たくさんの顧客向けにメールを一括送信するとき、「BCC」でなく「CC」にアドレスを入れて送信してしまったり。
(「CC」だと、すべてのアドレスが全員に丸見えになるため、「BCC」を使うのが原則となっています)
※メールの誤送信については、過去記事「便利さ・手軽さに潜む罠。」にちょっと詳しく書いています。
…前置きが長くなりましたが。
会社で、個人情報セキュリティ対策の講義がありました。
ビデオを見て学習するという形式でしたが、そのビデオが微妙だったんですよ(笑)
『知らなかったでは許されない!個人情報セキュリティ対策【VHS版】』
(全2巻)
商品紹介ページ
■特長
・個人情報取扱事業者の従業員なら最低限知っておきたい「情報セキュリティ」の基本を、文系人間でも十分理解できるように、日常生活やビジネス生活で直面する出来事・例え話を用いながらわかりやすく解説します。
・全編ドラマ仕立ての演出です。視聴者にとって、教育を受けさせられている感覚がないままの自然な講習が可能です。
・各巻の巻末に「Learning Quiz」を設定。履修効果を高めるための工夫をしました。

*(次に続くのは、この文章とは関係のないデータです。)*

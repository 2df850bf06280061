// Runtime configuration for the binary, read from the environment (and a
// `.env` file when present). Every variable is optional.

use crate::api::{ClientConfig, ClientError};
use crate::verification::PollConfig;
use dotenvy::dotenv;
use std::env;
use std::str::FromStr;
use std::time::Duration;

pub const DEFAULT_BOOKING_PAGE_URL: &str = "http://localhost:8080/book.html";

#[derive(Debug, Clone)]
pub struct AppConfig {
    pub client: ClientConfig,
    pub poll: PollConfig,
    // Location the wizard pretends to be served from
    pub booking_page_url: String,
}

impl Default for AppConfig {
    fn default() -> Self {
        Self {
            client: ClientConfig::default(),
            poll: PollConfig::default(),
            booking_page_url: DEFAULT_BOOKING_PAGE_URL.to_string(),
        }
    }
}

impl AppConfig {
    pub fn from_env() -> Result<Self, ClientError> {
        dotenv().ok();
        let config = Self::from_lookup(|name| env::var(name).ok())?;
        tracing::debug!(base_url = %config.client.base_url, "configuration loaded");
        Ok(config)
    }

    pub fn from_lookup<F>(lookup: F) -> Result<Self, ClientError>
    where
        F: Fn(&str) -> Option<String>,
    {
        let mut config = Self::default();

        if let Some(base_url) = lookup("BOOKING_API_BASE_URL") {
            config.client.base_url = base_url;
        }
        if let Some(timeout_ms) = parse_var::<u64, _>(&lookup, "BOOKING_REQUEST_TIMEOUT_MS")? {
            config.client.timeout_ms = timeout_ms;
        }
        if let Some(interval_ms) = parse_var::<u64, _>(&lookup, "BOOKING_POLL_INTERVAL_MS")? {
            config.poll.interval = Duration::from_millis(interval_ms);
        }
        if let Some(max_attempts) = parse_var::<u32, _>(&lookup, "BOOKING_POLL_MAX_ATTEMPTS")? {
            config.poll.max_attempts = max_attempts;
        }
        if let Some(page_url) = lookup("BOOKING_PAGE_URL") {
            config.booking_page_url = page_url;
        }

        if config.client.timeout_ms == 0 {
            return Err(ClientError::ConfigError(
                "BOOKING_REQUEST_TIMEOUT_MS must be greater than zero".to_string(),
            ));
        }
        if config.poll.max_attempts == 0 {
            return Err(ClientError::ConfigError(
                "BOOKING_POLL_MAX_ATTEMPTS must be at least 1".to_string(),
            ));
        }

        Ok(config)
    }
}

fn parse_var<T, F>(lookup: &F, name: &str) -> Result<Option<T>, ClientError>
where
    T: FromStr,
    T::Err: std::fmt::Display,
    F: Fn(&str) -> Option<String>,
{
    match lookup(name) {
        None => Ok(None),
        Some(raw) => raw
            .trim()
            .parse::<T>()
            .map(Some)
            .map_err(|e| ClientError::ConfigError(format!("Invalid {} '{}': {}", name, raw, e))),
    }
}
//! Type-safe price representation using decimal arithmetic.

use core::fmt;

use rust_decimal::Decimal;
use serde::{Deserialize, Serialize};

/// Errors that can occur when constructing a [`Price`].
#[derive(thiserror::Error, Debug, Clone, Copy)]
pub enum PriceError {
    /// The amount is below zero.
    #[error("price cannot be negative")]
    Negative,
}

/// A non-negative USD price.
///
/// Amounts are stored as [`Decimal`] in the currency's standard unit
/// (dollars, not cents), so comparisons and sorting are exact.
///
/// ## Examples
///
/// ```
/// use aquarelle_core::Price;
///
/// let a = Price::from_dollars(350);
/// let b = Price::from_dollars(450);
/// assert!(a < b);
/// assert_eq!(a.to_string(), "$350.00");
/// ```
#[derive(Debug, Clone, Copy, PartialEq, Eq, PartialOrd, Ord, Hash, Serialize, Deserialize)]
#[serde(transparent)]
pub struct Price(Decimal);

impl Price {
    /// The zero price.
    pub const ZERO: Self = Self(Decimal::ZERO);

    /// The largest representable price. Useful as an open upper bound.
    pub const MAX: Self = Self(Decimal::MAX);

    /// Create a price from a decimal amount.
    ///
    /// # Errors
    ///
    /// Returns [`PriceError::Negative`] if the amount is below zero.
    pub fn new(amount: Decimal) -> Result<Self, PriceError> {
        if amount.is_sign_negative() && !amount.is_zero() {
            return Err(PriceError::Negative);
        }
        Ok(Self(amount))
    }

    /// Create a price from a whole-dollar amount.
    #[must_use]
    pub fn from_dollars(dollars: u32) -> Self {
        Self(Decimal::from(dollars))
    }

    /// The underlying decimal amount.
    #[must_use]
    pub const fn amount(&self) -> Decimal {
        self.0
    }

    /// Whether the price is zero.
    #[must_use]
    pub fn is_zero(&self) -> bool {
        self.0.is_zero()
    }
}

impl fmt::Display for Price {
    fn fmt(&self, f: &mut fmt::Formatter<'_>) -> fmt::Result {
        write!(f, "${:.2}", self.0)
    }
}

監修なども情報処理関係で割と有名な方が行っていますし、ビデオ自体もちゃんとした会社が作っているんですけれども。
曲者なのが「全編ドラマ仕立て」という点です。
このドラマが微妙で、誰向けやねんという内容でした。
ストーリーは、あるサラリーマンから始まります。
そのサラリーマンが、会社で個人情報セキュリティの対策会議を受けまして。
「こんなもんは営業が気をつけたらいいんちゃうの?」的な発言をするわけです。
…で、場面が変わって突然そのサラリーマン宅。
「ただいまー、…って誰もいないんだけどな」とか三文芝居。
そんな感じで一人でぶつくさ言いながらドアを開けた瞬間、部屋の中で何かが輝きを放ちます。
で、出てきたのは若干露出度が高めの若い女の子。
この話のヒロインです。
で、何やねんというと。
その女の子はサラリーマンのひ孫という話で。
ひいじいさんが犯した犯罪のせいで、この女の子の代まで被害を被っているという。
その犯罪というのがですね。
飲み会の席で、そのサラリーマンが上司から顧客リストを受け取りまして。
「会社に戻しといてー」という話で。
でも、酔っ払ったサラリーマンがそれを失くしてしまいます。
で、そのサラリーマンがクビになると。
ここまでならまだいいんですが、それで会社に逆恨みをしたそのサラリーマンが、会社の企業秘密をそこら中に売りさばいたという話で。
あえなく御用と。
そのせいで、ひいじいさんにそんな犯罪を犯してもらいたくないということで、ひ孫がタイムスリップをして教育しに来たと。
そんな内容なんですが。
…えっと、どこのドラ○もんですかヽ(;´Д`)ノ
そして、その女の子がいわゆる「萌え系」。
なぜか白衣を着てみたり、家に忍び込む泥棒の例えのところで『キャッツアイ』のコスプレをしてみたり。